The grain was initially grown as a novelty crop because of its large head and distinctive black beard. The grain came to Montana in 1949 via a young airman from Fort Benton who had been stationed abroad and acquired the large humpbacked grain believing it had come from the tomb of an Egyptian pharaoh. Bob Quinn of Big Sandy became interested in the grain while pursuing a PhD in plant biochemistry at the University of California-Davis. He identified the grain variety as khorasan and identified the nutritional qualities that made it unique.
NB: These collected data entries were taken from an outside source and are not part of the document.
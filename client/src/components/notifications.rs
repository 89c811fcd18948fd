// © 2022-2024 Jacob Riddle (ElementalAlchemist)
//
// This Source Code Form is subject to the terms of the Mozilla Public
// License, v. 2.0. If a copy of the MPL was not distributed with this
// file, You can obtain one at https://mozilla.org/MPL/2.0/.

use crate::registration::submission::Notifier;
use gloo_timers::future::TimeoutFuture;
use std::cell::Cell;
use std::rc::Rc;
use std::time::Duration;
use sycamore::futures::spawn_local;
use sycamore::prelude::*;
use web_sys::Event as WebEvent;

#[derive(Clone, Debug, Eq, PartialEq)]
pub struct Notification {
	id: u64,
	message: String,
}

impl Notification {
	pub fn message(&self) -> &str {
		&self.message
	}
}

/// Page-wide list of transient notifications. Cheap to clone; all clones share the same list.
#[derive(Clone)]
pub struct Notifications {
	entries: RcSignal<Vec<Notification>>,
	next_id: Rc<Cell<u64>>,
	lifetime: Duration,
}

impl Notifications {
	pub fn new(lifetime: Duration) -> Self {
		Self {
			entries: create_rc_signal(Vec::new()),
			next_id: Rc::new(Cell::new(0)),
			lifetime,
		}
	}

	pub fn entries(&self) -> RcSignal<Vec<Notification>> {
		self.entries.clone()
	}

	/// Adds a notification and returns its ID
	pub fn push(&self, message: &str) -> u64 {
		let id = self.next_id.get();
		self.next_id.set(id + 1);
		self.entries.modify().push(Notification {
			id,
			message: String::from(message),
		});
		id
	}

	/// Removes a notification. Removing one that's already gone does nothing.
	pub fn dismiss(&self, id: u64) {
		let index = self.entries.get().iter().position(|notification| notification.id == id);
		if let Some(index) = index {
			self.entries.modify().remove(index);
		}
	}
}

impl Notifier for Notifications {
	fn notify_error(&self, message: &str) {
		let id = self.push(message);
		let notifications = self.clone();
		let lifetime = u32::try_from(self.lifetime.as_millis()).unwrap_or(u32::MAX);
		spawn_local(async move {
			TimeoutFuture::new(lifetime).await;
			notifications.dismiss(id);
		});
	}
}

#[component]
pub fn NotificationList<G: Html>(ctx: Scope<'_>) -> View<G> {
	let notifications: &Notifications = use_context(ctx);
	let entries = create_memo(ctx, || (*notifications.entries.get()).clone());

	view! {
		ctx,
		ul(id="page_notifications") {
			Indexed(
				iterable=entries,
				view=move |ctx, notification| {
					let id = notification.id;
					let message = String::from(notification.message());
					let dismiss_handler = move |_event: WebEvent| notifications.dismiss(id);
					view! {
						ctx,
						li(class="page_notification page_notification_error", role="alert") {
							span(class="page_notification_text") { (message.clone()) }
							span(class="page_notification_dismiss") {
								a(class="click", on:click=dismiss_handler) { "[X]" }
							}
						}
					}
				}
			)
		}
	}
}
// © 2022-2024 Jacob Riddle (ElementalAlchemist)
//
// This Source Code Form is subject to the terms of the Mozilla Public
// License, v. 2.0. If a copy of the MPL was not distributed with this
// file, You can obtain one at https://mozilla.org/MPL/2.0/.

use super::context::RegistrationContext;
use super::form::FormInputs;
use super::validation::{validate_form, FieldErrors};
use crate::error::{SubmitError, TransportError};
use signup_shared::messages::user_register::{RegistrationErrorResponse, RegistrationRequest};
use sycamore::reactive::{create_rc_signal, RcSignal};

/// Status and body of whatever the server answered
#[derive(Clone, Debug, Eq, PartialEq)]
pub struct TransportResponse {
	pub status: u16,
	pub body: String,
}

impl TransportResponse {
	pub fn is_success(&self) -> bool {
		(200..300).contains(&self.status)
	}
}

/// Sends registration requests to the server
#[allow(async_fn_in_trait)]
pub trait RegistrationTransport {
	async fn post_registration(&self, request: &RegistrationRequest) -> Result<TransportResponse, TransportError>;
}

/// Moves the user to another page
pub trait Navigator {
	fn navigate(&self, url: &str);
}

/// Tells the user about failures that don't belong to a single field
pub trait Notifier {
	fn notify_error(&self, message: &str);
}

#[derive(Clone, Copy, Debug, Eq, PartialEq)]
pub enum SubmissionState {
	Idle,
	Submitting,
	/// The account exists and the page is being left; nothing more is sent from here
	NavigatingAway,
}

/// What a call to [`RegistrationController::submit`] ended up doing
#[derive(Debug, Eq, PartialEq)]
pub enum SubmitOutcome {
	/// The form failed validation and nothing was sent
	Invalid(FieldErrors),
	/// Another submission is in flight or already succeeded, so this one was dropped
	Busy,
	Registered { redirect: String },
	Failed { notification: String },
}

pub struct RegistrationController<T, N, M> {
	transport: T,
	navigator: N,
	notifier: M,
	context: RegistrationContext,
	success_message: String,
	state: RcSignal<SubmissionState>,
}

impl<T, N, M> RegistrationController<T, N, M>
where
	T: RegistrationTransport,
	N: Navigator,
	M: Notifier,
{
	pub fn new(
		transport: T,
		navigator: N,
		notifier: M,
		context: RegistrationContext,
		success_message: impl Into<String>,
	) -> Self {
		Self {
			transport,
			navigator,
			notifier,
			context,
			success_message: success_message.into(),
			state: create_rc_signal(SubmissionState::Idle),
		}
	}

	pub fn context(&self) -> &RegistrationContext {
		&self.context
	}

	pub fn transport(&self) -> &T {
		&self.transport
	}

	/// Reactive submission state, for disabling the submit button while a request is out
	pub fn state(&self) -> RcSignal<SubmissionState> {
		self.state.clone()
	}

	pub fn is_submitting(&self) -> bool {
		*self.state.get() == SubmissionState::Submitting
	}

	/// Validates the form and, if it's valid, tries to create the account.
	///
	/// On success the user is sent to the sign-in view and the controller stays in
	/// [`SubmissionState::NavigatingAway`]. On failure a single notification is raised and the form can be
	/// submitted again.
	pub async fn submit(&self, inputs: &FormInputs) -> SubmitOutcome {
		let errors = validate_form(inputs);
		if !errors.is_empty() {
			return SubmitOutcome::Invalid(errors);
		}

		if *self.state.get() != SubmissionState::Idle {
			log::debug!("Ignoring registration submission while another is in progress");
			return SubmitOutcome::Busy;
		}
		self.state.set(SubmissionState::Submitting);

		let request = inputs.to_request();
		let result = self.transport.post_registration(&request).await;

		match check_response(result) {
			Ok(()) => {
				let redirect = self.context.success_redirect(&self.success_message);
				log::debug!("Account created; redirecting to {}", redirect);
				self.state.set(SubmissionState::NavigatingAway);
				self.navigator.navigate(&redirect);
				SubmitOutcome::Registered { redirect }
			}
			Err(error) => {
				log::warn!("Registration failed: {}", error);
				let notification = error.notification_message();
				self.notifier.notify_error(&notification);
				self.state.set(SubmissionState::Idle);
				SubmitOutcome::Failed { notification }
			}
		}
	}
}

fn check_response(result: Result<TransportResponse, TransportError>) -> Result<(), SubmitError> {
	let response = result?;
	if response.is_success() {
		return Ok(());
	}
	match serde_json::from_str::<RegistrationErrorResponse>(&response.body) {
		Ok(body) => Err(SubmitError::Rejected {
			status: response.status,
			response: body,
		}),
		Err(error) => Err(SubmitError::MalformedResponse {
			status: response.status,
			error,
		}),
	}
}
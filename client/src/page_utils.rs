// © 2022-2024 Jacob Riddle (ElementalAlchemist)
//
// This Source Code Form is subject to the terms of the Mozilla Public
// License, v. 2.0. If a copy of the MPL was not distributed with this
// file, You can obtain one at https://mozilla.org/MPL/2.0/.

use web_sys::window;

const SITE_TITLE: &str = "Sign Up";

/// Sets the document title, suffixed with the site name
pub fn set_page_title(page_title: &str) {
	if let Some(document) = window().and_then(|window| window.document()) {
		document.set_title(&format!("{} | {}", page_title, SITE_TITLE));
	}
}
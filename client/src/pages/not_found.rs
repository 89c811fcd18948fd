// © 2022-2024 Jacob Riddle (ElementalAlchemist)
//
// This Source Code Form is subject to the terms of the Mozilla Public
// License, v. 2.0. If a copy of the MPL was not distributed with this
// file, You can obtain one at https://mozilla.org/MPL/2.0/.

use crate::page_utils::set_page_title;
use sycamore::prelude::*;

#[component]
pub fn NotFoundView<G: Html>(ctx: Scope) -> View<G> {
	log::debug!("Activating fallback page for unknown location");
	set_page_title("Not Found");

	view! {
		ctx,
		h1 { "Not found!" }
		p { "There's no page at this address." }
		p {
			a(href="/") {
				"Return to registration?"
			}
		}
	}
}
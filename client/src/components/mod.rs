// © 2022-2024 Jacob Riddle (ElementalAlchemist)
//
// This Source Code Form is subject to the terms of the Mozilla Public
// License, v. 2.0. If a copy of the MPL was not distributed with this
// file, You can obtain one at https://mozilla.org/MPL/2.0/.

pub mod form_field;
pub mod notifications;
pub mod submit_button;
After realizing its unique nutritional (see previous post) and particularly digestive properties, that is, people who normally felt bloated and ill after consuming modern wheat reported not experiencing distress after consuming KAMUT® wheat, Bob and his father Mack Quinn registered the term “KAMUT” as a trademark in 1990 (which means “wheat” from references found in an ancient Egyptian hieroglyphic dictionary) in order to preserve the ancient wheat variety and to support organic farming. The grain was first marketed as a health food until food connoisseurs realized it was good for making some really good pasta, bread, breakfast cereals, pizza crust, etc.

Numerous studies have been conducted to investigate the characteristics of the grain- I suggest the following four as a starting place:

Benedetti, Serena, et al. "Counteraction of oxidative damage in the rat liver by an ancient grain (KAMUT brand khorasan wheat)." Nutrition 28, no. 4 (2012): 436-441.

- Data confirms that bread made from whole-grain KAMUT® khorasan protects rats from oxidative stress better than bread made from whole-grain durum wheat, consistent with grain profiles (Benedetti et al. 2012).

Buiatti, S., P. Passaghe, and M. Fontana. "Problems related to gluten determination in cereal products." Tecnica Molitoria 61, no. 8 (2010): 857-869.

- Italian study to develop systems of detecting gluten. Documents problems and the most common way of identifying glutens – enzyme immunoassay (ELISA) (Buiatti, Passaghe and Fontana 2010).

Coda, Rossana, Giuseppe Rizzello, Daniela Pinto, and Marco Gobbetti. "Selected Lactic Acid Bacteria Synthesize Antioxidant Peptides during Sourdough Fermentation of Cereal Flours." Applied and Environmental Microbiology 78, no. 4 (February 2012): 1087-1096.

- Italian study from the University of Bari confirms that whole wheat, spelt, rye, and KAMUT® sourdoughs provide the best antioxidant qualities.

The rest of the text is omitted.